Ce portail permet ainsi aux opérateurs de connaître très précisément, grâce à un suivi par des identifiants uniques (associés au téléphone ou au client), les usages des terminaux. Pour Trevor Eckhart, cette application s’apparente sans conteste à un logiciel espion.

Enfin, la désinstallation de Carrier IQ s’avère complexe (voire impossible) et varie d’un constructeur à un autre. Selon le chercheur, le logiciel serait installé sur de nombreux modèles Nokia, Android (HTC, Samsung) et Blackberry. On en trouve également des traces dans les iPhone sous iOS 4.

Officiellement, pour l’éditeur et les opérateurs, il s’agit d’améliorer l’expérience utilisateur grâce à ces données (un peu comme le fichier de collecte planqué dans l’iPhone) qui permettent aux opérateurs d’être plus réactifs en cas de problème (de les anticiper même) et d’optimiser les services. Mais en quoi la collecte des SMS ou les touches saisies participent à l’amélioration du service ? Et pourquoi sont-elles stockées ?

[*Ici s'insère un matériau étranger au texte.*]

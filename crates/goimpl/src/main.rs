//! Binary entry point for the goimpl CLI.
//!
//! ## Usage
//!
//! ```bash
//! # Print goer.go with stubs for every io.ReadWriter method Goer lacks
//! goimpl implement --iface io.ReadWriter --impl example.com/app/goer.Goer
//!
//! # Write the result back to the file that declares Goer
//! goimpl implement --iface io.ReadWriter --impl example.com/app/goer.Goer --write
//!
//! # List the interfaces of the main module
//! goimpl list --json
//! ```

use std::io::{self, Write};
use std::path::PathBuf;
use std::process::ExitCode;

use clap::{Parser, Subcommand, ValueEnum};

use goimpl::cli::{open_source, report_error, run_implement, run_list};
use goimpl_core::error::ImplError;

// ============================================================================
// CLI Structure
// ============================================================================

/// Generate method stubs that make a Go type implement an interface.
#[derive(Parser, Debug)]
#[command(name = "goimpl", version, about = "Generate Go interface method stubs")]
struct Cli {
    #[command(flatten)]
    global: GlobalArgs,
    #[command(subcommand)]
    command: Command,
}

/// Global arguments shared by all subcommands.
#[derive(Parser, Debug)]
struct GlobalArgs {
    /// Directory to search for go.mod from (default: current directory).
    #[arg(long, global = true)]
    workspace: Option<PathBuf>,

    /// Go installation root (default: $GOROOT, then `go env GOROOT`).
    #[arg(long, global = true)]
    goroot: Option<PathBuf>,

    /// Log level for tracing output.
    #[arg(long, global = true, value_enum, default_value = "warn")]
    log_level: LogLevel,
}

/// Log level for tracing output.
#[derive(Clone, Copy, Debug, ValueEnum)]
enum LogLevel {
    Trace,
    Debug,
    Info,
    Warn,
    Error,
}

impl LogLevel {
    fn to_tracing_level(self) -> tracing::Level {
        match self {
            LogLevel::Trace => tracing::Level::TRACE,
            LogLevel::Debug => tracing::Level::DEBUG,
            LogLevel::Info => tracing::Level::INFO,
            LogLevel::Warn => tracing::Level::WARN,
            LogLevel::Error => tracing::Level::ERROR,
        }
    }
}

/// CLI subcommands.
#[derive(Subcommand, Debug)]
enum Command {
    /// Generate stubs for the interface methods a type is missing.
    Implement {
        /// Interface as path/to/pkg.Name.
        #[arg(long)]
        iface: String,

        /// Concrete type as path/to/pkg.Name.
        #[arg(long = "impl")]
        concrete: String,

        /// Write the result to the file declaring the type.
        #[arg(short, long)]
        write: bool,

        /// Print a JSON envelope instead of Go source.
        #[arg(long)]
        json: bool,
    },

    /// List the exported interfaces under a package pattern.
    List {
        /// Package pattern; `/...` matches subpackages (default: <main module>/...).
        #[arg(long)]
        path: Option<String>,

        /// Print a JSON envelope instead of one name per line.
        #[arg(long)]
        json: bool,
    },
}

impl Command {
    fn json(&self) -> bool {
        match self {
            Command::Implement { json, .. } | Command::List { json, .. } => *json,
        }
    }
}

// ============================================================================
// Main Entry Point
// ============================================================================

fn main() -> ExitCode {
    let cli = Cli::parse();
    init_tracing(cli.global.log_level);

    let json = cli.command.json();
    let mut stdout = io::stdout().lock();
    let result = execute(&cli, &mut stdout);
    let code = match result {
        Ok(()) => ExitCode::SUCCESS,
        Err(err) => {
            report_error(&err, json, &mut stdout, &mut io::stderr());
            ExitCode::from(err.error_code().code())
        }
    };
    let _ = stdout.flush();
    code
}

/// Initialize tracing subscriber.
fn init_tracing(level: LogLevel) {
    use tracing_subscriber::EnvFilter;

    let filter = EnvFilter::try_from_default_env()
        .unwrap_or_else(|_| EnvFilter::new(level.to_tracing_level().to_string()));

    tracing_subscriber::fmt()
        .with_env_filter(filter)
        .with_target(false)
        .with_writer(io::stderr)
        .init();
}

/// Execute the CLI command.
fn execute(cli: &Cli, out: &mut impl Write) -> Result<(), ImplError> {
    let source = open_source(cli.global.workspace.as_deref(), cli.global.goroot.as_deref())?;
    match &cli.command {
        Command::Implement {
            iface,
            concrete,
            write,
            json,
        } => run_implement(&source, iface, concrete, *write, *json, out),
        Command::List { path, json } => run_list(&source, path.as_deref(), *json, out),
    }
}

« Nous collectons assez d’information pour comprendre l’utilisation client avec les terminaux sur notre réseau et comment répondre à tout problème de connexion » déclare ainsi Sprint qui ajoute que les données collectées ne sont pas non plus vendues ni rendues accessibles à un tiers. Encore heureux.

Face au dépôt de ces plaintes, l’éditeur de Carrier IQ a tenté une nouvelle fois de se justifier. Dans une interview au Wall Street Journal, l’entreprise répète que ce logiciel est installé à la demande des opérateurs pour améliorer le service.

Les opérateurs sont responsables

Concernant l’enregistrement des touches saisies, il s’agirait de "détecter certaines séquences" quand un opérateur demande par exemple à un client d’entrer un code spécifique pour vérifier que le téléphone fonctionne correctement.

Du côté des SMS et des sites visités, l’éditeur promet que ces informations permettent uniquement aux opérateurs de comprendre "pourquoi un SMS n’est pas délivré" et "pourquoi une communication coupe, donc nous enregistrons l’heure et l’endroit, via la tour 3G utilisée". Convaincant ?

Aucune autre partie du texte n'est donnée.